La loi de 1701 a établi les règles de succession au trône jusqu'à nos jours. Cependant, le 28 octobre 2011, à l'initiative du gouvernement britannique, le principe d'une modification de ces dispositions a été acceptée par les gouvernements des 16 pays dont la reine Élisabeth est alors chef de l'État. Le processus est en cours, mais des difficultés pourraient survenir dans certains pays.
La loi de 1701 permet également au Parlement d'accroître son autorité en établissant huit clauses limitant l'autorité royale (article III) : clause d'anglicanisme ; union personnelle avec les États ou territoires que le roi possèderait personnellement (l'Angleterre ne devait pas être mêlée aux affaires d'Allemagne intéressant le Hanovre) ; clause de résidence (le roi ne peut sortir du royaume sans l'autorisation du Parlement) ; clause de nationalité (pas de nomination d'étrangers même naturalisés) ; clause de publicité des débats du cabinet ; clause de non cumul entre fonction dépendant du roi et fonction élective ; clause d'indépendance des juges ; et clause prohibant le pardon royal pour les personnes mises en accusation (impeachment) devant le Parlement. Cette dernière clause notamment, en interdisant aux collaborateurs du roi d'invoquer l'obéissance à ses ordres, a permis le développement du contrôle parlementaire sur les ministres et l'évolution vers le régime parlementaire.

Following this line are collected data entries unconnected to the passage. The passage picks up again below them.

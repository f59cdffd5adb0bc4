use std::{
    collections::HashMap,
    path::{Path, PathBuf},
};

use super::{node_conf::parse_port, ConfigError};
use crate::types::{ConnectionIdentity, LOCALHOST};

/// Port assumed when the discovered config has no `rpcport`.
pub const DEFAULT_RPC_PORT: u16 = 7040;

/// File name of the daemon's config inside its platform directory.
pub const DEFAULT_CONF_FILE: &str = "liquid.conf";

/// Credentials discovered from the daemon's default config file.
#[derive(Clone, PartialEq, Eq)]
pub struct DiscoveredConfig {
    pub user: String,
    pub password: String,
    pub port: u16,
    /// `rpcconnect`; reported but not used for connecting.
    pub host: String,
    pub path: PathBuf,
}

impl DiscoveredConfig {
    #[must_use]
    pub fn identity(&self) -> ConnectionIdentity {
        ConnectionIdentity::new(&self.user, &self.password, self.port)
    }
}

impl std::fmt::Debug for DiscoveredConfig {
    fn fmt(&self, f: &mut std::fmt::Formatter<'_>) -> std::fmt::Result {
        f.debug_struct("DiscoveredConfig")
            .field("user", &self.user)
            .field("password", &"***")
            .field("port", &self.port)
            .field("host", &self.host)
            .field("path", &self.path)
            .finish()
    }
}

/// Resolves where the daemon keeps its default config on a given OS family.
///
/// Pure: callers pass the OS name and the relevant environment values, so every
/// platform branch can be exercised on any host.
#[derive(Debug, Clone, Copy)]
pub struct DefaultConfigLocation;

impl DefaultConfigLocation {
    /// Returns the default config path for `os` (as in [`std::env::consts::OS`]).
    ///
    /// # Errors
    ///
    /// Returns [`ConfigError::NotFound`] on the unexpanded path (`~/.liquid/liquid.conf`,
    /// `%APPDATA%/Liquid/liquid.conf`) if the environment value the platform needs is unset.
    pub fn resolve(
        os: &str,
        home: Option<&Path>,
        appdata: Option<&Path>,
    ) -> Result<PathBuf, ConfigError> {
        let (base, placeholder) = match os {
            "windows" => (appdata, "%APPDATA%"),
            _ => (home, "~"),
        };
        let dir = base.unwrap_or_else(|| Path::new(placeholder));
        let dir = match os {
            "macos" => dir.join("Library").join("Application Support").join("Liquid"),
            "windows" => dir.join("Liquid"),
            _ => dir.join(".liquid"),
        };
        let path = dir.join(DEFAULT_CONF_FILE);

        if base.is_none() {
            return Err(ConfigError::NotFound(path));
        }
        Ok(path)
    }

    /// Resolves the default config path for the running process.
    ///
    /// # Errors
    ///
    /// See [`resolve`](Self::resolve).
    pub fn current() -> Result<PathBuf, ConfigError> {
        let home = std::env::var_os("HOME").map(PathBuf::from);
        let appdata = std::env::var_os("APPDATA").map(PathBuf::from);
        Self::resolve(std::env::consts::OS, home.as_deref(), appdata.as_deref())
    }
}

/// Discovers credentials from the platform default config file.
///
/// # Errors
///
/// - [`ConfigError::NotFound`] if the file is absent, or `HOME`/`APPDATA` is unset so its
///   location cannot be resolved
/// - [`ConfigError::MissingCredential`] if it has no `rpcpassword`
/// - [`ConfigError::InvalidConfig`] if `rpcport` is not numeric
pub fn discover_default_config() -> Result<DiscoveredConfig, ConfigError> {
    discover_from_path(DefaultConfigLocation::current()?)
}

/// Discovers credentials from an explicit config file.
///
/// Unlike [`NodeConfig`](super::NodeConfig), inline `#` comments are stripped and values
/// may contain `=`. `rpcport` defaults to [`DEFAULT_RPC_PORT`], `rpcuser` to the empty
/// string and `rpcconnect` to `localhost`.
///
/// # Errors
///
/// See [`discover_default_config`].
pub fn discover_from_path(path: impl AsRef<Path>) -> Result<DiscoveredConfig, ConfigError> {
    let path = path.as_ref();
    let contents = std::fs::read_to_string(path).map_err(|e| ConfigError::from_io(path, e))?;
    let conf = parse_lines(&contents);

    let port = match conf.get("rpcport") {
        Some(raw) => parse_port(raw, path)?,
        None => DEFAULT_RPC_PORT,
    };
    let password = conf.get("rpcpassword").cloned().ok_or_else(|| {
        ConfigError::MissingCredential { key: "rpcpassword", path: path.to_path_buf() }
    })?;

    let discovered = DiscoveredConfig {
        user: conf.get("rpcuser").cloned().unwrap_or_default(),
        password,
        port,
        host: conf.get("rpcconnect").cloned().unwrap_or_else(|| LOCALHOST.to_string()),
        path: path.to_path_buf(),
    };
    tracing::debug!(
        path = %path.display(),
        user = %discovered.user,
        port = discovered.port,
        "discovered default rpc credentials"
    );
    Ok(discovered)
}

fn parse_lines(contents: &str) -> HashMap<String, String> {
    contents
        .lines()
        .filter_map(|line| {
            let line = line.split_once('#').map_or(line, |(before, _)| before);
            let (key, value) = line.split_once('=')?;
            Some((key.trim().to_string(), value.trim().to_string()))
        })
        .collect()
}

Source de la traduction : Dumont, Corps diplomatique, tome VIII, 1re partie, p. 3. J'ai simplement modernisé l'orthographe et corrigé la traduction de la clause 5 de l'article III. On peut consulter une traduction plus moderne, due à notre collègue André Émond, de l'Université laurentienne, tirée de son excellent ouvrage sur la Constitution du Royaume-Uni, Wilson et Lafleur, 2009.
Texte anglais original : William III, 1700 & 1701: An Act for the further Limitation of the Crown and better securing the Rights and Liberties of the Subject [Chapter II. Rot. Parl. 12 & 13 Gul. III. p. 1. n. 2.], Statutes of the Realm : volume 7: 1695-1701 (1820), pp. 636-638 ; British History Online, au BAILLI, ou à Wikisource.
Loi en vigueur : UK Statute Law Database.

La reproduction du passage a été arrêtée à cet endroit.